She turned off the spigot. Hot air gushed down around her, drying her rapidly. When the droplets had stopped floating off her skin she pulled back the shower curtain.
The lounge was basic - it contained little more than this shower, a small galley, a sleeping cocoon and her data desk with its processor bank. Lashed up in haste from sections of the
Northern
’s hull material, the lounge was a squat cylinder five yards across, crouched on the shoulders of the Xeelee craft like a malevolent parasite - utterly spoiling the lines of the delicate nightfighter, Louise had thought regretfully. The walls of the lounge were opaqued to a featureless grey, making the lounge rather dingy and claustrophobic. And the place was a mess. Bits of her clothing drifted around in the air, crumpled and soiled, and she was conscious of a stale smell. She really ought to clean up; she knew she utterly lacked the obsessive neatness needed to survive for long in zero gee.
She reached for a towel drifting in the air close by. She rubbed herself vigorously, relishing the feeling of the rough fabric on her skin. A mere blast of air never left her feeling really
dry.
The feel of the warm towel on her skin made her think, distantly, about sex.

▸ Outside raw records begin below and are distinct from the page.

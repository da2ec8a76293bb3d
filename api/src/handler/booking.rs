use axum::{
    extract::{Path, State},
    http::StatusCode,
    Json,
};
use garde::Validate;
use kernel::model::booking::{
    event::{CancelBooking, CreateBooking},
    BookingNumber,
};
use registry::AppRegistry;
use shared::error::{AppError, AppResult};

use crate::{
    extractor::AuthorizedUser,
    model::booking::{
        BookingResponse, BookingsResponse, CancelBookingRequest, CreateBookingRequest,
    },
};

pub async fn create_booking(
    user: AuthorizedUser,
    State(registry): State<AppRegistry>,
    Json(req): Json<CreateBookingRequest>,
) -> AppResult<(StatusCode, Json<BookingResponse>)> {
    req.validate(&())?;

    let create_booking = CreateBooking::new(req.slot_id, user.id(), req.party_size, req.notes);
    let booking_number = registry
        .booking_repository()
        .create(create_booking)
        .await?;

    // 採番済みの予約番号・確定金額を含めて返す
    let booking = registry
        .booking_repository()
        .find_by_number(&booking_number, user.id())
        .await?
        .ok_or_else(|| AppError::EntityNotFound("booking not found".into()))?;

    Ok((StatusCode::CREATED, Json(booking.into())))
}

pub async fn show_booking_list(
    user: AuthorizedUser,
    State(registry): State<AppRegistry>,
) -> AppResult<Json<BookingsResponse>> {
    registry
        .booking_repository()
        .find_all_by_user(user.id())
        .await
        .map(BookingsResponse::from)
        .map(Json)
}

pub async fn show_booking(
    user: AuthorizedUser,
    Path(booking_number): Path<String>,
    State(registry): State<AppRegistry>,
) -> AppResult<Json<BookingResponse>> {
    let booking_number = BookingNumber::from(booking_number);
    registry
        .booking_repository()
        .find_by_number(&booking_number, user.id())
        .await
        .and_then(|booking| match booking {
            Some(booking) => Ok(Json(booking.into())),
            None => Err(AppError::EntityNotFound("booking not found".into())),
        })
}

pub async fn cancel_booking(
    user: AuthorizedUser,
    Path(booking_number): Path<String>,
    State(registry): State<AppRegistry>,
    req: Option<Json<CancelBookingRequest>>,
) -> AppResult<StatusCode> {
    // 理由は任意。本文が無ければ既定の理由で取り消す
    let reason = req.and_then(|Json(req)| req.reason);

    let cancel_booking =
        CancelBooking::new(BookingNumber::from(booking_number), user.id(), reason);
    registry
        .booking_repository()
        .cancel(cancel_booking)
        .await
        .map(|_| StatusCode::OK)
}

She’d always had a sour public persona: people saw her as an engineer obsessed with her job, with building things
out there
. But there was more to her than that - there were elements which Mark had recognized and treasured during their marriage. Sex had always been important to her: not just for the physical pleasure of it but also for what it symbolized: something deep and old within her, an echo of the ancient sea whose traces humans still carried, even now. The contrast of that oceanic experience with her work had made her more complete, she thought.
After she and Mark had reconciled - tentatively, grudgingly, in recognition of their joint isolation in the
Northern -
they had revived their vigorous sex life. And it had been good, remaining vital for a long time. Longer than either of them had a right to expect, she supposed. She wrapped the towel around her back and began to rub at her buttocks. Maybe if Mark had stayed alive—
The lounge walls snapped to transparency; space darkness flooded over her.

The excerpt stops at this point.